The QIAplex technology has proved to be a powerful tool for the rapid detection of multiple targets in a single reaction (4). This feature makes the detection of several specific drug resistance-related mutations in the M. tuberculosis genome possible. Although genetic tests are more accurate than analysis of resistance phenotypes for determining antimycobacterial drug resistance, our study confirmed one of the main disadvantages of genetic assays. Molecular mechanisms for antimycobacterial drug resistance remain incomplete, while novel resistance genes and mutations continue to emerge. Looking for known resistance-related mutations can miss new mechanisms of resistance, thereby resulting in the occurrence of very major errors in the clinical setting. This was indicated in our study when the QIAplex was used to predict STM and EMB resistance.
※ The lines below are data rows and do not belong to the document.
//! Per-phase timing from completed events

use std::fmt;

use serde::Serialize;

use crate::backend::{AcceleratorApi, DeviceResult, ProfilingInfo};
use crate::session::{BufferManager, ExecutionPipeline};

/// Device time unit to seconds
pub const NS_TO_SECONDS: f64 = 1e-9;

/// Profiling counters of one phase, in device nanoseconds
#[derive(Debug, Clone, Copy, PartialEq, Eq, Default, Serialize)]
pub struct PhaseTimestamps {
    pub queued: u64,
    pub submitted: u64,
    pub start: u64,
    pub end: u64,
}

impl PhaseTimestamps {
    /// Query all four counters of `event`
    pub fn query<A: AcceleratorApi>(api: &A, event: &A::Event) -> DeviceResult<Self> {
        Ok(PhaseTimestamps {
            queued: api.event_profiling(event, ProfilingInfo::Queued)?,
            submitted: api.event_profiling(event, ProfilingInfo::Submitted)?,
            start: api.event_profiling(event, ProfilingInfo::Start)?,
            end: api.event_profiling(event, ProfilingInfo::End)?,
        })
    }

    /// Earliest queue / start and latest end over several events
    pub fn span(events: &[PhaseTimestamps]) -> Self {
        let Some(first) = events.first() else {
            return PhaseTimestamps::default();
        };
        events.iter().skip(1).fold(*first, |acc, t| PhaseTimestamps {
            queued: acc.queued.min(t.queued),
            submitted: acc.submitted.min(t.submitted),
            start: acc.start.min(t.start),
            end: acc.end.max(t.end),
        })
    }

    pub fn duration_ns(&self) -> u64 {
        self.end.saturating_sub(self.start)
    }
}

/// Timing of one pipeline phase
#[derive(Debug, Clone, Copy, PartialEq, Default, Serialize)]
pub struct PhaseProfile {
    /// `false` when the phase issued no work
    pub issued: bool,
    pub timestamps: PhaseTimestamps,
    /// Bytes moved by the phase (zero for compute)
    pub bytes: u64,
}

impl PhaseProfile {
    pub fn duration_ns(&self) -> u64 {
        self.timestamps.duration_ns()
    }

    pub fn seconds(&self) -> f64 {
        self.duration_ns() as f64 * NS_TO_SECONDS
    }

    /// Zero when the phase took no time
    pub fn throughput_bytes_per_sec(&self) -> f64 {
        let seconds = self.seconds();
        if seconds > 0.0 {
            self.bytes as f64 / seconds
        } else {
            0.0
        }
    }

    /// Bytes per nanosecond
    pub fn throughput_gbps(&self) -> f64 {
        let ns = self.duration_ns();
        if ns > 0 {
            self.bytes as f64 / ns as f64
        } else {
            0.0
        }
    }
}

/// Timing of a full load / compute / store cycle
#[derive(Debug, Clone, Copy, PartialEq, Default, Serialize)]
pub struct PipelineProfile {
    pub load: PhaseProfile,
    pub compute: PhaseProfile,
    pub store: PhaseProfile,
}

impl PipelineProfile {
    /// From the earliest issued start to the latest issued end
    pub fn total_ns(&self) -> u64 {
        let issued: Vec<&PhaseProfile> = [&self.load, &self.compute, &self.store]
            .into_iter()
            .filter(|p| p.issued)
            .collect();
        let start = issued.iter().map(|p| p.timestamps.start).min();
        let end = issued.iter().map(|p| p.timestamps.end).max();
        match (start, end) {
            (Some(start), Some(end)) => end.saturating_sub(start),
            _ => 0,
        }
    }
}

impl fmt::Display for PipelineProfile {
    fn fmt(&self, f: &mut fmt::Formatter<'_>) -> fmt::Result {
        for (name, phase) in [("load", &self.load), ("compute", &self.compute), ("store", &self.store)] {
            writeln!(
                f,
                "{:<8} {:>12.6} s {:>10.3} GB/s ({} bytes)",
                name,
                phase.seconds(),
                phase.throughput_gbps(),
                phase.bytes
            )?;
        }
        Ok(())
    }
}

/// Reads phase timings out of a drained pipeline
pub struct ProfilingCollector;

impl ProfilingCollector {
    /// Profile of the load phase; zeros when no load was issued
    pub fn load<A: AcceleratorApi>(
        api: &A,
        pipeline: &ExecutionPipeline<A>,
        buffers: &BufferManager<A>,
    ) -> DeviceResult<PhaseProfile> {
        Self::phase(api, pipeline.load_event(), buffers.load_bytes())
    }

    /// Profile of the compute phase, spanning every launched kernel
    pub fn compute<A: AcceleratorApi>(api: &A, pipeline: &ExecutionPipeline<A>) -> DeviceResult<PhaseProfile> {
        let events = pipeline.compute_events();
        if events.is_empty() {
            return Ok(PhaseProfile::default());
        }
        let timestamps = events
            .iter()
            .map(|e| PhaseTimestamps::query(api, e))
            .collect::<DeviceResult<Vec<_>>>()?;
        Ok(PhaseProfile {
            issued: true,
            timestamps: PhaseTimestamps::span(&timestamps),
            bytes: 0,
        })
    }

    /// Profile of the store phase; zeros when no store was issued
    pub fn store<A: AcceleratorApi>(
        api: &A,
        pipeline: &ExecutionPipeline<A>,
        buffers: &BufferManager<A>,
    ) -> DeviceResult<PhaseProfile> {
        Self::phase(api, pipeline.store_event(), buffers.store_bytes())
    }

    /// All three phases; call after `finish`
    pub fn collect<A: AcceleratorApi>(
        api: &A,
        pipeline: &ExecutionPipeline<A>,
        buffers: &BufferManager<A>,
    ) -> DeviceResult<PipelineProfile> {
        let profile = PipelineProfile {
            load: Self::load(api, pipeline, buffers)?,
            compute: Self::compute(api, pipeline)?,
            store: Self::store(api, pipeline, buffers)?,
        };
        tracing::debug!(
            "Cycle {}: load {} ns, compute {} ns, store {} ns",
            pipeline.cycle(),
            profile.load.duration_ns(),
            profile.compute.duration_ns(),
            profile.store.duration_ns()
        );
        Ok(profile)
    }

    fn phase<A: AcceleratorApi>(api: &A, event: Option<&A::Event>, bytes: u64) -> DeviceResult<PhaseProfile> {
        match event {
            Some(event) => Ok(PhaseProfile {
                issued: true,
                timestamps: PhaseTimestamps::query(api, event)?,
                bytes,
            }),
            None => Ok(PhaseProfile::default()),
        }
    }
}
It is important that new molecular mechanisms associated with resistance to antimycobacterial agents, especially STM and EMB, continue to be identified and considered if genetic methods are to become a reliable guide for decisions regarding initial therapy for TB. Until such knowledge is available, the currently used phenotypic methods for identifying resistance will continue to play an invaluable role in optimizing the therapy of people with TB.
This study was funded in part by grant GEB2-2605-TB-04 from the U.S. Civilian Research and Development Foundation.